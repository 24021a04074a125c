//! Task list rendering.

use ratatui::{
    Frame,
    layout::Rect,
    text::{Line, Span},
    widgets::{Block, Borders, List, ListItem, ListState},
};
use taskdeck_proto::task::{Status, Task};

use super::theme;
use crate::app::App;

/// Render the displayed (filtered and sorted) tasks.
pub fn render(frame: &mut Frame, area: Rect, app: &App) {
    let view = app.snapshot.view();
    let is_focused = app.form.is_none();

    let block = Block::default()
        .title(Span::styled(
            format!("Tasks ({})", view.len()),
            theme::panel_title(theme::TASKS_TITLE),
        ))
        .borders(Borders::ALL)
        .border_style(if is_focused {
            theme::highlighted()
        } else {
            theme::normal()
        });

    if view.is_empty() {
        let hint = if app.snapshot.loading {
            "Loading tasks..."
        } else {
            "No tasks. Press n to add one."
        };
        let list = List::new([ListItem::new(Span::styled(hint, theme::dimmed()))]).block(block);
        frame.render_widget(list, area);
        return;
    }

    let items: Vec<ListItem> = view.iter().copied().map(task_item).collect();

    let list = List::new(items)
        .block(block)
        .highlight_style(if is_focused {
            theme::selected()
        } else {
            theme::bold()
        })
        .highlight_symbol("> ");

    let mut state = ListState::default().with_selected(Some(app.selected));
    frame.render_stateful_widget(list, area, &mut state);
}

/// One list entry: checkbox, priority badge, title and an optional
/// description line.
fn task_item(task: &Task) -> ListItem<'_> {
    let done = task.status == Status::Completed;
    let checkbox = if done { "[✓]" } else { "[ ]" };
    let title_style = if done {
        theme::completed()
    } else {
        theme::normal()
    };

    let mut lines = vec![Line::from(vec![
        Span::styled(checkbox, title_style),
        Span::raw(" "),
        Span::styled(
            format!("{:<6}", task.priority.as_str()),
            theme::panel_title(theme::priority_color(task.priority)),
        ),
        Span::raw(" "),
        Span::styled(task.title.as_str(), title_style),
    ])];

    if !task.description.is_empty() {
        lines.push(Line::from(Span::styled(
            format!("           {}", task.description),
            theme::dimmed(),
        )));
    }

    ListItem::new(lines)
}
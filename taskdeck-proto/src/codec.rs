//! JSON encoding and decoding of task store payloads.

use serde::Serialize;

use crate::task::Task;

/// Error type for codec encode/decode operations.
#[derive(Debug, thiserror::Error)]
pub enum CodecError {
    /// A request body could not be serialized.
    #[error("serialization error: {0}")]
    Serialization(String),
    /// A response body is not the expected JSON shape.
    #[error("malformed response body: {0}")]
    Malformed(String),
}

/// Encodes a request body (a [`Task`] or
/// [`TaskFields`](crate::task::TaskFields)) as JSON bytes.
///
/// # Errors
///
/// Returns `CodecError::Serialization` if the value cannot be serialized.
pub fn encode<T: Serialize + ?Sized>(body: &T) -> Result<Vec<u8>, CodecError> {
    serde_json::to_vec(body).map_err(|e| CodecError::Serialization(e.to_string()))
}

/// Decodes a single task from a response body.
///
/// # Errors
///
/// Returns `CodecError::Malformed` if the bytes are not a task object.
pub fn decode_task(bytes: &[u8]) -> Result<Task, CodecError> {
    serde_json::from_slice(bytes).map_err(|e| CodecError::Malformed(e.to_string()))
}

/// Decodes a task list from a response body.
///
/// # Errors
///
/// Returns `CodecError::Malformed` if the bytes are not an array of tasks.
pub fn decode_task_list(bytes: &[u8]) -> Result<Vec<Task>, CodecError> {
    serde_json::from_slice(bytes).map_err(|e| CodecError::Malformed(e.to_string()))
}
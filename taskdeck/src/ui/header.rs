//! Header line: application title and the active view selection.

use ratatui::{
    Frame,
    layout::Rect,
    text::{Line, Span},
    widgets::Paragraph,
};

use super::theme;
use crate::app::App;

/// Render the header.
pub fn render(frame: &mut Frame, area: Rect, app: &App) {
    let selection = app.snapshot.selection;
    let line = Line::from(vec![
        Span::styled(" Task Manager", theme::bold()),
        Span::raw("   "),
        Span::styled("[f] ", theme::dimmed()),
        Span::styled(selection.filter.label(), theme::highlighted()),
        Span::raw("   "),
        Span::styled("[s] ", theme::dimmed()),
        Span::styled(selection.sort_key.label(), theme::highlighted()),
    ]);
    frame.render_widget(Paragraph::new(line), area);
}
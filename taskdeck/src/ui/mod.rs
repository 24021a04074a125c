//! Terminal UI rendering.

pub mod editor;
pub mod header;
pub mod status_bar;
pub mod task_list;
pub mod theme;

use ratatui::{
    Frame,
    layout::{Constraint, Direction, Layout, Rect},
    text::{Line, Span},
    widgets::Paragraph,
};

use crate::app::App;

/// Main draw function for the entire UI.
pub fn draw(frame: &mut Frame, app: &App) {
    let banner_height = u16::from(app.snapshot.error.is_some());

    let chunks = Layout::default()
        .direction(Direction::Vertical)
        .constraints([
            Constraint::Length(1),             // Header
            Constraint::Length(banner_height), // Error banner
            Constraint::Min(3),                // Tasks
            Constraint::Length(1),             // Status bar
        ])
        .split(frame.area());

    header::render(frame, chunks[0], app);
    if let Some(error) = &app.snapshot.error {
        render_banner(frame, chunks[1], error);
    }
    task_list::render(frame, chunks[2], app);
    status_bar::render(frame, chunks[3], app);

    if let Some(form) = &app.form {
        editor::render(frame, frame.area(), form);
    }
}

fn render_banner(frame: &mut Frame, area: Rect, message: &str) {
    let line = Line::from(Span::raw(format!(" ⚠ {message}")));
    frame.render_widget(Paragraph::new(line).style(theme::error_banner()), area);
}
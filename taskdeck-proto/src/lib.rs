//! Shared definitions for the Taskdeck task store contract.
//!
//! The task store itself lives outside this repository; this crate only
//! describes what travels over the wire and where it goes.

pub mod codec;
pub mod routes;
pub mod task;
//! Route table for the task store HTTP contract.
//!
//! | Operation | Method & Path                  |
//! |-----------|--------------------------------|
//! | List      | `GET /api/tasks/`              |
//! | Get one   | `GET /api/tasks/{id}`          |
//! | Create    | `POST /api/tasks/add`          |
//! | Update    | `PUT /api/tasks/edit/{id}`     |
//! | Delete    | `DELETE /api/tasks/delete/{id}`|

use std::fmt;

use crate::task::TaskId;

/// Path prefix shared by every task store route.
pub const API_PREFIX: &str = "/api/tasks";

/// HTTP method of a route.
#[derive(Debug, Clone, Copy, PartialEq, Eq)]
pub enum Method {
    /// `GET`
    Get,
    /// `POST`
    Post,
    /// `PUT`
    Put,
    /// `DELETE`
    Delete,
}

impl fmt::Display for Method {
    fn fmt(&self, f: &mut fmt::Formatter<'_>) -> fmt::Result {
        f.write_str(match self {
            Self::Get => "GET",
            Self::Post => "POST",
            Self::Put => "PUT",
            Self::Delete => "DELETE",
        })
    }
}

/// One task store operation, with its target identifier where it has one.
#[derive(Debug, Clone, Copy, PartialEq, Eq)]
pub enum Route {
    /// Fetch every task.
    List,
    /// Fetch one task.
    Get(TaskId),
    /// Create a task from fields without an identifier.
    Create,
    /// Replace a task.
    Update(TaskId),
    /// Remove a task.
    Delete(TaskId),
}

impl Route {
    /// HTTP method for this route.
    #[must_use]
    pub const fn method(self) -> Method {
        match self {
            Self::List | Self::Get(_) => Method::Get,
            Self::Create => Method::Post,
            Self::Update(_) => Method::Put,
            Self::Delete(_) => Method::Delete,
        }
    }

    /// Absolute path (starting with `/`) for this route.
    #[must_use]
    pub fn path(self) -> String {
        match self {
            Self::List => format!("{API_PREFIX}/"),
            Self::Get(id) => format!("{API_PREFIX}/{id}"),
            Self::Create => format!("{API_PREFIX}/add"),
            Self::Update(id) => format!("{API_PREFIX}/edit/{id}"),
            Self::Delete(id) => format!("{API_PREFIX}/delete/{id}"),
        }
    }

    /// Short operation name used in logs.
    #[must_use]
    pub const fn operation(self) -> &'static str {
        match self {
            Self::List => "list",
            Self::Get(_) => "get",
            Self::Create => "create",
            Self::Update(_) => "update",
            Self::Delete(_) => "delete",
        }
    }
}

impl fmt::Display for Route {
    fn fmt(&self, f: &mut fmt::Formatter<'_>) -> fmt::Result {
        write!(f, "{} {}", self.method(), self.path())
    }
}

# # # # # # #

WORK ITEM
Report each line of the data in which "where" occurs.

RESPONSE TO THE EXERCISE
//! describes what travels over the wire and where it goes.
/// One task store operation, with its target identifier where it has one.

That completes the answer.